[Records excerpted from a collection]

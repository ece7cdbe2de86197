//! Endpoint addressing and client identification.
//!
//! Users type addresses in many shapes: `example.com`, `localhost:8080`,
//! `https://example.com`, `ws://example.com:8080/terminal`. All of them are
//! normalized into a `ws://` or `wss://` URL that points at the session path.

use std::net::SocketAddr;

use url::Url;

use crate::error::{ProtocolError, Result};

/// Path on which the server accepts terminal sessions.
pub const TERMINAL_PATH: &str = "/terminal";

/// Default listening port of the server.
pub const DEFAULT_PORT: u16 = 8080;

/// Product name sent in the `User-Agent` header.
const PRODUCT: &str = "LinkTerm";

/// Normalize a user-supplied address into a WebSocket URL.
///
/// - `http://` maps to `ws://` and `https://` maps to `wss://`
/// - `ws://` and `wss://` are kept
/// - an address without a scheme gets `ws://`
/// - an empty address means `ws://localhost/terminal`
/// - when nothing follows the authority, [`TERMINAL_PATH`] is appended
pub fn normalize_url(input: &str) -> Result<Url> {
    let input = input.trim();
    if input.is_empty() {
        return parse(format!("ws://localhost{}", TERMINAL_PATH));
    }

    let candidate = if let Some(rest) = input.strip_prefix("http://") {
        format!("ws://{}", rest)
    } else if let Some(rest) = input.strip_prefix("https://") {
        format!("wss://{}", rest)
    } else if input.starts_with("ws://") || input.starts_with("wss://") {
        input.to_string()
    } else if let Some((scheme, _)) = input.split_once("://") {
        return Err(ProtocolError::UnsupportedScheme(scheme.to_string()));
    } else {
        format!("ws://{}", input)
    };

    let has_path = candidate
        .split_once("://")
        .map(|(_, rest)| rest.contains('/'))
        .unwrap_or(false);

    let mut url = parse(candidate)?;
    if !has_path {
        url.set_path(TERMINAL_PATH);
    }
    Ok(url)
}

fn parse(candidate: String) -> Result<Url> {
    let url = Url::parse(&candidate).map_err(|e| ProtocolError::InvalidUrl {
        url: candidate.clone(),
        reason: e.to_string(),
    })?;

    if url.host_str().map_or(true, str::is_empty) {
        return Err(ProtocolError::MissingHost(candidate));
    }
    Ok(url)
}

/// Platform string used in client identification, e.g. `linux/x86_64`.
pub fn platform() -> String {
    format!("{}/{}", std::env::consts::OS, std::env::consts::ARCH)
}

/// `User-Agent` value identifying the client: `LinkTerm/<version> <platform>`.
pub fn user_agent(version: &str) -> String {
    format!("{}/{} {}", PRODUCT, version, platform())
}

/// Resolve the address a request came from, for logging.
///
/// Precedence: Cloudflare's connecting-IP headers, then the first entry of
/// `X-Forwarded-For`, then the transport peer address with the port removed.
/// Header values are not trusted for anything beyond log output.
pub fn client_ip(
    cf_connecting_ip: Option<&str>,
    cf_connecting_ipv6: Option<&str>,
    forwarded_for: Option<&str>,
    remote_addr: &str,
) -> String {
    fn non_empty(value: Option<&str>) -> Option<&str> {
        value.map(str::trim).filter(|v| !v.is_empty())
    }

    if let Some(ip) = non_empty(cf_connecting_ip) {
        return ip.to_string();
    }
    if let Some(ip) = non_empty(cf_connecting_ipv6) {
        return ip.to_string();
    }
    if let Some(first) = forwarded_for.and_then(|chain| non_empty(chain.split(',').next())) {
        return first.to_string();
    }

    match remote_addr.parse::<SocketAddr>() {
        Ok(addr) => addr.ip().to_string(),
        Err(_) => remote_addr.to_string(),
    }
}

▶ **Task description**: Reprint exactly the lines above that start at the one with "Users type addresses" and end at the one with "- an address", keeping both and adding none.

▶ **Response to the exercise**:
//! Users type addresses in many shapes: `example.com`, `localhost:8080`,
//! `https://example.com`, `ws://example.com:8080/terminal`. All of them are
//! normalized into a `ws://` or `wss://` URL that points at the session path.

use std::net::SocketAddr;

use url::Url;

use crate::error::{ProtocolError, Result};

/// Path on which the server accepts terminal sessions.
pub const TERMINAL_PATH: &str = "/terminal";

/// Default listening port of the server.
pub const DEFAULT_PORT: u16 = 8080;

/// Product name sent in the `User-Agent` header.
const PRODUCT: &str = "LinkTerm";

/// Normalize a user-supplied address into a WebSocket URL.
///
/// - `http://` maps to `ws://` and `https://` maps to `wss://`
/// - `ws://` and `wss://` are kept
/// - an address without a scheme gets `ws://`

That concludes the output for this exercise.